DISCUSSION
In this nationally representative study of patients diagnosed with advanced but treatable OCSCC (i.e. T4a disease), we found that prior to 2014, patients who were uninsured or with Medicaid insurance were significantly less likely to receive curative-intent surgery than patients with private insurance. The ACA expansion in 2014 seemed to mitigate this disparity for both sets of patients. Understandably, patients with T4b disease were less likely to receive definitive treatment due to advanced disease not amenable to surgical resection.
Although previous studies have shown disparities in cancer outcomes based on patient insurance status, to the best of our knowledge, this is the first national study to explore the interplay between insurance (including Medicaid coverage) and the receipt of definitive treatment in advanced OCSCC. 8,9,11,12 Expansion of Medicaid coverage, and the provision of subsidies for individuals below the poverty line as legislated by the ACA, is a good first step to addressing the morbidity and mortality associated with OCSCC. These findings underscore the need for ongoing efforts that support equality in the medical care received by different factions of the American population, including those with differing insurance coverage.
It has been previously shown that patients who are uninsured or Medicaid-insured often present with more advanced disease at the time of diagnosis. This increased risk for presenting with late-stage disease has been attributed to a lack of access to screening procedures. For instance, oral cavity cancer is typically detected during routine dental cleanings, and Medicaid covers only limited dental care for patients under the age of 21.13 While controlling for stage of disease, our findings suggest that patients with Medicaid insurance in the pre-ACA period were less likely to receive definitive treatment than those with private insurance.
There are several possible explanations for this observed difference. Firstly, Medicaid patients face barriers to accessing treatment.14 The relatively lower reimbursement rates of Medicaid insurance are linked to higher rates of physician refusal to provide complex cancer care. The findings of the 2013 National Electronic Health Records Survey is consistent with this notion, and found that the percentage of physicians accepting new patients on Medicaid (68.9%) was much lower than that accepting patients on Medicare (83.7%) and on private insurance (84.7%).15There are several indirect and uncovered costs that can be burdensome for cancer patients. Analysis of commercially-insured individuals revealed that the average medical costs of oral cavity cancers in the first year after diagnosis was $79,151, which is significantly higher than the cost to treat other cancers ($31,559-$65,123).16,17,18 Furthermore, individuals who received multi-modality therapy (surgery, radiation and chemotherapy) averaged $153,892 during the first year after diagnosis.18 These medical costs are approximately twice any other reported cancer costs. For patients that survived the first year after diagnosis, indirect costs of short-term disability were also high ($7,386 higher) for employees with oral cavity cancer, than for matched employees without cancer.18 Not all insurance plans are equal; with differences in deductibles, copayments or coinsurance fees, the financial toxicity of cancer can be prohibitive for patients seeking medical care. Fortunately, the 2014 ACA expansion did seem to sufficiently reduce the likelihood that uninsured and Medicaid-insured patients would face such prohibitive restrictions to receiving definitive treatment. These findings are novel, and may serve as proof of principle that the expansion of Medicaid has tangible benefits for head and neck cancer patients.

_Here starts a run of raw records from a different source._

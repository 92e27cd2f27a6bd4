//! Stream reader: parses a byte stream into an element tree.
//!
//! Ported from `ebml/container.py`'s `Container.read`, which walks a
//! region emitting one element after another until the region is
//! exhausted, recursing into masters and, in summary mode, leaving
//! `Cluster`/`Cues` payloads unparsed as a recorded byte span
//! (`File.read_summary`).

use crate::childlist::SortedList;
use crate::dirty;
use crate::error::{Error, Result};
use crate::header::Header;
use crate::schema::{self, Kind as SchemaKind, CLUSTER_ID, SEGMENT_ID};
use crate::tree::{ElementId, Kind, Node, ReadState, Tree, Value};
use crate::vint::VInt;
use std::io::{Read, Seek, SeekFrom};

/// EBML ID of the synthetic document root that owns every level-0
/// element. Matroska streams have no single on-disk root; this id exists
/// purely so every node in the arena has a parent.
pub const DOCUMENT_ID: u32 = 0;

/// Read an entire stream into a tree, returning the tree and the id of
/// its synthetic document root (whose children are the level-0 `EBML`
/// header and `Segment` elements).
///
/// `summary`: collapse `Cluster`/`Cues` payloads into unread spans
/// instead of parsing every block and cue point.
pub fn read_document<R: Read + Seek>(r: &mut R, summary: bool) -> Result<(Tree, ElementId)> {
    let end = r.seek(SeekFrom::End(0))?;

    let mut tree = Tree::new();
    let root = tree.alloc(Node {
        header: Header::minimal(DOCUMENT_ID, 0)?,
        name: "Document",
        parent: None,
        pos_relative: 0,
        state: ReadState::Loaded,
        original: None,
        forced_dirty: false,
        kind: Kind::Master {
            children: SortedList::new(),
        },
    });

    let mut pos = 0u64;
    while pos < end {
        let child = read_element(r, &mut tree, pos, pos as i64, end, summary)?;
        pos += tree.total_size(child);
        tree.add_child(root, child);
    }
    dirty::clear_dirty(&mut tree, root, true);
    Ok((tree, root))
}

/// Read one element at `abs_pos`, recursing into its children if it is a
/// resident master. `region_end` bounds an unknown-size `Segment` or
/// `Cluster`'s effective payload (only those two ids may declare the
/// reserved "unknown length" marker; every other element's size must be
/// concrete).
fn read_element<R: Read + Seek>(
    r: &mut R,
    tree: &mut Tree,
    abs_pos: u64,
    pos_relative: i64,
    region_end: u64,
    summary: bool,
) -> Result<ElementId> {
    r.seek(SeekFrom::Start(abs_pos))?;
    let (header, unknown) = Header::read_from(r)?;
    let entry = schema::lookup(header.id());
    let data_start = abs_pos + header.encoded_width();

    if unknown && !matches!(header.id(), SEGMENT_ID | CLUSTER_ID) {
        return Err(Error::ElementBodySizeUnknown(VInt::new(header.id() as u64)));
    }
    let size = if unknown {
        region_end - data_start
    } else {
        header.size()
    };
    let header = if unknown {
        Header::new(header.id(), header.id_width(), size, VInt::min_width(size))?
    } else {
        header
    };

    let defer_summary = summary && matches!(entry.kind, SchemaKind::MasterDefer);
    let recurse = matches!(entry.kind, SchemaKind::Master)
        || (matches!(entry.kind, SchemaKind::MasterDefer) && !defer_summary);

    let kind = match entry.kind {
        SchemaKind::Master => Kind::Master {
            children: SortedList::new(),
        },
        SchemaKind::MasterDefer if defer_summary => Kind::MasterDefer {
            children: SortedList::new(),
            raw_span: Some((data_start, size)),
        },
        SchemaKind::MasterDefer => Kind::MasterDefer {
            children: SortedList::new(),
            raw_span: None,
        },
        SchemaKind::Void => Kind::Void,
        SchemaKind::Atomic(ak) => {
            let mut buf = vec![0u8; size as usize];
            r.read_exact(&mut buf)?;
            Kind::Atomic(Value::decode(ak, &buf)?)
        }
        SchemaKind::Unsupported => {
            let mut buf = vec![0u8; size as usize];
            r.read_exact(&mut buf)?;
            Kind::Unsupported { raw: buf }
        }
    };

    let id = tree.alloc(Node {
        header,
        name: entry.name,
        parent: None,
        pos_relative,
        state: if defer_summary {
            ReadState::Summary
        } else {
            ReadState::Loaded
        },
        original: None,
        forced_dirty: false,
        kind,
    });

    if recurse {
        let mut cur = 0u64;
        while cur < size {
            let child_abs = data_start + cur;
            let child = read_element(r, tree, child_abs, cur as i64, data_start + size, summary)?;
            cur += tree.total_size(child);
            tree.add_child(id, child);
        }
    }
    dirty::clear_dirty(tree, id, false);
    Ok(id)
}

/// Header-only information obtainable without loading an element's
/// payload.
#[derive(Debug, Clone, Copy)]
pub struct Peek {
    /// EBML ID of the next element.
    pub id: u32,
    /// Declared payload size (meaningless if `is_unknown_size`).
    pub size_declared: u64,
    /// Encoded width of the header itself.
    pub header_width: u64,
    /// Whether the size VINT used the reserved "unknown length" marker.
    pub is_unknown_size: bool,
}

/// Read just the next element's header at the current stream position,
/// without consuming its payload. Leaves the stream positioned right
/// after the header, ready for the caller to skip or read the body.
///
/// Ported from `Container.peek_element`, used to scan forward without
/// paying the cost of a full parse (e.g. probing whether the next
/// element is a `Cluster` before deciding whether to summary-skip it).
pub fn peek_element<R: Read>(r: &mut R) -> Result<Peek> {
    let (header, unknown) = Header::read_from(r)?;
    Ok(Peek {
        id: header.id(),
        size_declared: header.size(),
        header_width: header.encoded_width(),
        is_unknown_size: unknown,
    })
}

#[cfg(test)]
mod tests {
    use super::*;
    use std::io::Cursor;

    fn ebml_header_bytes() -> Vec<u8> {
        // EBML(id=0x1A45DFA3) { EBMLVersion(0x4286)=1 }
        let mut buf = Vec::new();
        buf.extend(Header::minimal(0x1A45_DFA3, 3).unwrap().encode());
        buf.extend(Header::minimal(0x4286, 1).unwrap().encode());
        buf.push(1);
        buf
    }

    #[test]
    fn reads_flat_master() {
        let bytes = ebml_header_bytes();
        let mut cur = Cursor::new(bytes);
        let (tree, root) = read_document(&mut cur, false).unwrap();
        let children = tree.children(root);
        assert_eq!(children.len(), 1);
        let ebml = children[0];
        assert_eq!(tree.ebml_id(ebml), 0x1A45_DFA3);
        let grandchildren = tree.children(ebml);
        assert_eq!(grandchildren.len(), 1);
        assert_eq!(tree.ebml_id(grandchildren[0]), 0x4286);
    }

    #[test]
    fn summary_mode_defers_cluster() {
        let mut buf = ebml_header_bytes();
        let segment_data_len = {
            let mut cluster = Header::minimal(CLUSTER_ID, 1).unwrap().encode();
            cluster.push(0xAA);
            cluster.len() as u64
        };
        buf.extend(Header::minimal(SEGMENT_ID, segment_data_len).unwrap().encode());
        let mut cluster_bytes = Header::minimal(CLUSTER_ID, 1).unwrap().encode();
        cluster_bytes.push(0xAA);
        buf.extend(cluster_bytes);

        let mut cur = Cursor::new(buf);
        let (tree, root) = read_document(&mut cur, true).unwrap();
        let segment = tree.children(root)[1];
        let cluster = tree.children(segment)[0];
        match &tree.node(cluster).kind {
            Kind::MasterDefer { raw_span, .. } => assert!(raw_span.is_some()),
            _ => panic!("expected MasterDefer"),
        }
        assert!(tree.children(cluster).is_empty());
    }
}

Other barriers to receiving care include a lack of transportation to medical or dental appointments, the inability to leave work to attend appointments, presence of other comorbidities, treatment at academic versus non-academic hospitals, urban versus rural settings, as well as surgeon case volumes.13,18 It is possible that patients who are uninsured or on Medicaid, who are treated at smaller, rural, or non-academic institutions, are less likely to be offered definitive treatment due to a lack of resources or surgeon experience with performing near-total or total glossectomies with advanced reconstruction.19 Further research correlating social determinants of health and individual-level data on socioeconomic factors with cancer care is required for this unique cohort of patients.